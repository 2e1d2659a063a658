//! Unit tests for authentication service

use std::sync::Arc;

use chrono::Duration;

use crate::domain::entities::account::AccountId;
use crate::errors::{AuthError, DomainError, StoreError, TokenError, ValidationError};
use crate::repositories::{AccountStore, FailPoint};

use super::mocks::*;

#[tokio::test]
async fn test_jane_doe_scenario() {
    let (service, store) = build_service();

    let id = service
        .register(JANE_NAME, JANE_PHONE, JANE_PASSWORD)
        .await
        .unwrap();

    let login = service.login(JANE_PHONE, JANE_PASSWORD).await.unwrap();
    assert_eq!(login.id, id);
    assert_eq!(store.get_login_counter(id).await.unwrap().count, 1);

    let profile = service.get_profile(&login.token).await.unwrap();
    assert_eq!(profile.full_name, JANE_NAME);
    assert_eq!(profile.phone_number, JANE_PHONE);

    service
        .update_profile(&login.token, "Jane Smith", JANE_PHONE)
        .await
        .unwrap();

    let profile = service.get_profile(&login.token).await.unwrap();
    assert_eq!(profile.full_name, "Jane Smith");
    assert_eq!(profile.phone_number, JANE_PHONE);
}

#[tokio::test]
async fn test_register_stores_hash_not_password() {
    let (service, store) = build_service();
    let id = service
        .register(JANE_NAME, JANE_PHONE, JANE_PASSWORD)
        .await
        .unwrap();

    let account = store.get_by_id(id).await.unwrap();
    assert_ne!(account.password_hash, JANE_PASSWORD);
    assert!(account.password_hash.starts_with("$2"));
    assert_eq!(store.get_login_counter(id).await.unwrap().count, 0);
}

#[tokio::test]
async fn test_register_rejects_empty_fields_first() {
    let (service, store) = build_service();

    let err = service.register("", "0812", "").await.unwrap_err();
    assert!(matches!(
        err,
        DomainError::Validation(ValidationError::RequiredFields { ref fields })
            if fields == &vec!["full_name".to_string(), "password".to_string()]
    ));
    assert_eq!(store.account_count().await, 0);
}

#[tokio::test]
async fn test_register_policy_failures() {
    let (service, _) = build_service();

    let err = service
        .register(JANE_NAME, "0812345678", JANE_PASSWORD)
        .await
        .unwrap_err();
    assert!(matches!(
        err,
        DomainError::Validation(ValidationError::PhoneNumberPrefix { .. })
    ));

    let err = service
        .register(JANE_NAME, JANE_PHONE, "secret1!")
        .await
        .unwrap_err();
    assert!(matches!(
        err,
        DomainError::Validation(ValidationError::PasswordFormat)
    ));
}

#[tokio::test]
async fn test_register_duplicate_phone_conflicts() {
    let (service, store) = build_service();
    service
        .register(JANE_NAME, JANE_PHONE, JANE_PASSWORD)
        .await
        .unwrap();

    let err = service
        .register("John Doe", JANE_PHONE, "An0ther!")
        .await
        .unwrap_err();
    assert!(matches!(err, DomainError::Store(StoreError::Conflict { .. })));
    assert_eq!(store.account_count().await, 1);
}

#[tokio::test]
async fn test_register_atomic_on_store_failure() {
    let (service, store) = build_service();
    store.fail_at(FailPoint::BeforeCounterInsert);

    let err = service
        .register(JANE_NAME, JANE_PHONE, JANE_PASSWORD)
        .await
        .unwrap_err();
    assert!(matches!(err, DomainError::Store(StoreError::Backend { .. })));
    assert_eq!(store.account_count().await, 0);
    assert_eq!(store.counter_count().await, 0);
}

#[tokio::test(flavor = "multi_thread", worker_threads = 4)]
async fn test_concurrent_register_same_phone() {
    let (service, store) = build_service();
    let service = Arc::new(service);

    let a = {
        let service = Arc::clone(&service);
        tokio::spawn(async move { service.register(JANE_NAME, JANE_PHONE, JANE_PASSWORD).await })
    };
    let b = {
        let service = Arc::clone(&service);
        tokio::spawn(async move { service.register("John Doe", JANE_PHONE, "An0ther!").await })
    };

    let results = [a.await.unwrap(), b.await.unwrap()];
    let successes = results.iter().filter(|r| r.is_ok()).count();
    let conflicts = results
        .iter()
        .filter(|r| matches!(r, Err(DomainError::Store(StoreError::Conflict { .. }))))
        .count();

    assert_eq!(successes, 1);
    assert_eq!(conflicts, 1);
    assert_eq!(store.account_count().await, 1);
}

#[tokio::test]
async fn test_login_unknown_phone_and_wrong_password_look_the_same() {
    let (service, _) = build_service();
    service
        .register(JANE_NAME, JANE_PHONE, JANE_PASSWORD)
        .await
        .unwrap();

    let unknown = service.login("+628999999999", JANE_PASSWORD).await.unwrap_err();
    let wrong = service.login(JANE_PHONE, "Wr0ng!!").await.unwrap_err();

    assert!(matches!(unknown, DomainError::Auth(AuthError::AuthenticationFailed)));
    assert!(matches!(wrong, DomainError::Auth(AuthError::AuthenticationFailed)));
    assert_eq!(unknown.to_string(), wrong.to_string());
}

#[tokio::test]
async fn test_login_requires_fields() {
    let (service, _) = build_service();
    let err = service.login("", "").await.unwrap_err();
    assert_eq!(
        err.to_string(),
        "field phone_number, password cannot be empty"
    );
}

#[tokio::test]
async fn test_login_counts_each_success_only() {
    let (service, store) = build_service();
    let id = service
        .register(JANE_NAME, JANE_PHONE, JANE_PASSWORD)
        .await
        .unwrap();

    service.login(JANE_PHONE, JANE_PASSWORD).await.unwrap();
    service.login(JANE_PHONE, JANE_PASSWORD).await.unwrap();
    let _ = service.login(JANE_PHONE, "Wr0ng!!").await;

    assert_eq!(store.get_login_counter(id).await.unwrap().count, 2);
}

#[tokio::test]
async fn test_login_fails_when_counter_cannot_be_incremented() {
    let (service, store) = build_service();
    service
        .register(JANE_NAME, JANE_PHONE, JANE_PASSWORD)
        .await
        .unwrap();
    store.fail_at(FailPoint::OnIncrement);

    let err = service.login(JANE_PHONE, JANE_PASSWORD).await.unwrap_err();
    assert!(matches!(err, DomainError::Store(StoreError::Backend { .. })));
}

#[tokio::test]
async fn test_login_surfaces_backend_lookup_failure() {
    let (service, store) = build_service();
    store.fail_at(FailPoint::OnLookup);

    let err = service.login(JANE_PHONE, JANE_PASSWORD).await.unwrap_err();
    assert!(matches!(err, DomainError::Store(StoreError::Backend { .. })));
}

#[tokio::test]
async fn test_get_profile_accepts_bearer_prefix() {
    let (service, _) = build_service();
    service
        .register(JANE_NAME, JANE_PHONE, JANE_PASSWORD)
        .await
        .unwrap();
    let login = service.login(JANE_PHONE, JANE_PASSWORD).await.unwrap();

    let header = format!("Bearer {}", login.token);
    let profile = service.get_profile(&header).await.unwrap();
    assert_eq!(profile.full_name, JANE_NAME);
}

#[tokio::test]
async fn test_get_profile_empty_header_is_forbidden() {
    let (service, _) = build_service();

    for header in ["", "Bearer ", "   "] {
        let err = service.get_profile(header).await.unwrap_err();
        assert!(matches!(err, DomainError::Auth(AuthError::Forbidden)));
    }
}

#[tokio::test]
async fn test_get_profile_rejects_expired_token() {
    let (service, _) = build_service();
    let token = token_service()
        .issue(Duration::seconds(-60), &AccountId::new(1))
        .unwrap();

    let err = service.get_profile(&token).await.unwrap_err();
    assert!(matches!(err, DomainError::Token(TokenError::TokenExpired)));
}

#[tokio::test]
async fn test_get_profile_rejects_non_numeric_payload() {
    let (service, _) = build_service();
    let token = token_service().issue(Duration::hours(1), "jane").unwrap();

    let err = service.get_profile(&token).await.unwrap_err();
    assert!(matches!(
        err,
        DomainError::Token(TokenError::PayloadTypeMismatch { .. })
    ));
}

#[tokio::test]
async fn test_get_profile_unknown_account_is_not_found() {
    let (service, _) = build_service();
    let token = token_service()
        .issue(Duration::hours(1), &AccountId::new(404))
        .unwrap();

    let err = service.get_profile(&token).await.unwrap_err();
    assert!(err.is_not_found());
}

#[tokio::test]
async fn test_update_profile_verifies_token_before_input() {
    let (service, _) = build_service();

    let err = service.update_profile("garbage", "", "").await.unwrap_err();
    assert!(matches!(err, DomainError::Token(TokenError::InvalidTokenFormat)));
}

#[tokio::test]
async fn test_update_profile_validation() {
    let (service, _) = build_service();
    service
        .register(JANE_NAME, JANE_PHONE, JANE_PASSWORD)
        .await
        .unwrap();
    let login = service.login(JANE_PHONE, JANE_PASSWORD).await.unwrap();

    let err = service
        .update_profile(&login.token, "", JANE_PHONE)
        .await
        .unwrap_err();
    assert!(matches!(
        err,
        DomainError::Validation(ValidationError::RequiredFields { .. })
    ));

    let err = service
        .update_profile(&login.token, "Jo", "+6281")
        .await
        .unwrap_err();
    assert!(matches!(
        err,
        DomainError::Validation(ValidationError::PhoneNumberLength { .. })
    ));
}

#[tokio::test]
async fn test_update_profile_to_taken_phone_conflicts() {
    let (service, store) = build_service();
    service
        .register(JANE_NAME, JANE_PHONE, JANE_PASSWORD)
        .await
        .unwrap();
    let john = service
        .register("John Doe", "+628111111111", "An0ther!")
        .await
        .unwrap();
    let login = service.login("+628111111111", "An0ther!").await.unwrap();

    let err = service
        .update_profile(&login.token, "John Doe", JANE_PHONE)
        .await
        .unwrap_err();
    assert!(matches!(err, DomainError::Store(StoreError::Conflict { .. })));

    let account = store.get_by_id(john).await.unwrap();
    assert_eq!(account.phone_number, "+628111111111");
}

#[tokio::test]
async fn test_update_profile_surfaces_lookup_failure() {
    let (service, store) = build_service();
    service
        .register(JANE_NAME, JANE_PHONE, JANE_PASSWORD)
        .await
        .unwrap();
    let login = service.login(JANE_PHONE, JANE_PASSWORD).await.unwrap();
    store.fail_at(FailPoint::OnLookup);

    let err = service
        .update_profile(&login.token, "Jane Smith", JANE_PHONE)
        .await
        .unwrap_err();
    assert!(matches!(err, DomainError::Store(StoreError::Backend { .. })));
}

#[tokio::test]
async fn test_register_rejects_password_past_bcrypt_input() {
    let (service, store) = build_service();

    // 27 characters, 75 bytes; bcrypt would only see the first 72
    let password = format!("A1!{}", "€".repeat(24));
    assert_eq!(password.len(), 75);

    let err = service
        .register(JANE_NAME, JANE_PHONE, &password)
        .await
        .unwrap_err();
    assert!(matches!(
        err,
        DomainError::Validation(ValidationError::PasswordLength { .. })
    ));
    assert_eq!(store.account_count().await, 0);
}

#[tokio::test]
async fn test_login_rejects_password_differing_in_last_byte() {
    let (service, _) = build_service();

    // 64 bytes, the longest accepted password
    let password = format!("A1!{}€", "x".repeat(58));
    assert_eq!(password.len(), 64);
    service
        .register(JANE_NAME, JANE_PHONE, &password)
        .await
        .unwrap();

    let other = format!("A1!{}€", "x".repeat(57) + "y");
    assert_eq!(other.len(), 64);
    assert!(matches!(
        service.login(JANE_PHONE, &other).await,
        Err(DomainError::Auth(AuthError::AuthenticationFailed))
    ));
    assert!(service.login(JANE_PHONE, &password).await.is_ok());
}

=-=-=-=-=

Your goal:
Restate word for word the lines above, beginning at the first one and ending at the line that carries "assert_eq!(login.id, id);".

Output for this task:
repository 2e1d2659a063a658
//! Unit tests for authentication service

use std::sync::Arc;

use chrono::Duration;

use crate::domain::entities::account::AccountId;
use crate::errors::{AuthError, DomainError, StoreError, TokenError, ValidationError};
use crate::repositories::{AccountStore, FailPoint};

use super::mocks::*;

#[tokio::test]
async fn test_jane_doe_scenario() {
    let (service, store) = build_service();

    let id = service
        .register(JANE_NAME, JANE_PHONE, JANE_PASSWORD)
        .await
        .unwrap();

    let login = service.login(JANE_PHONE, JANE_PASSWORD).await.unwrap();
    assert_eq!(login.id, id);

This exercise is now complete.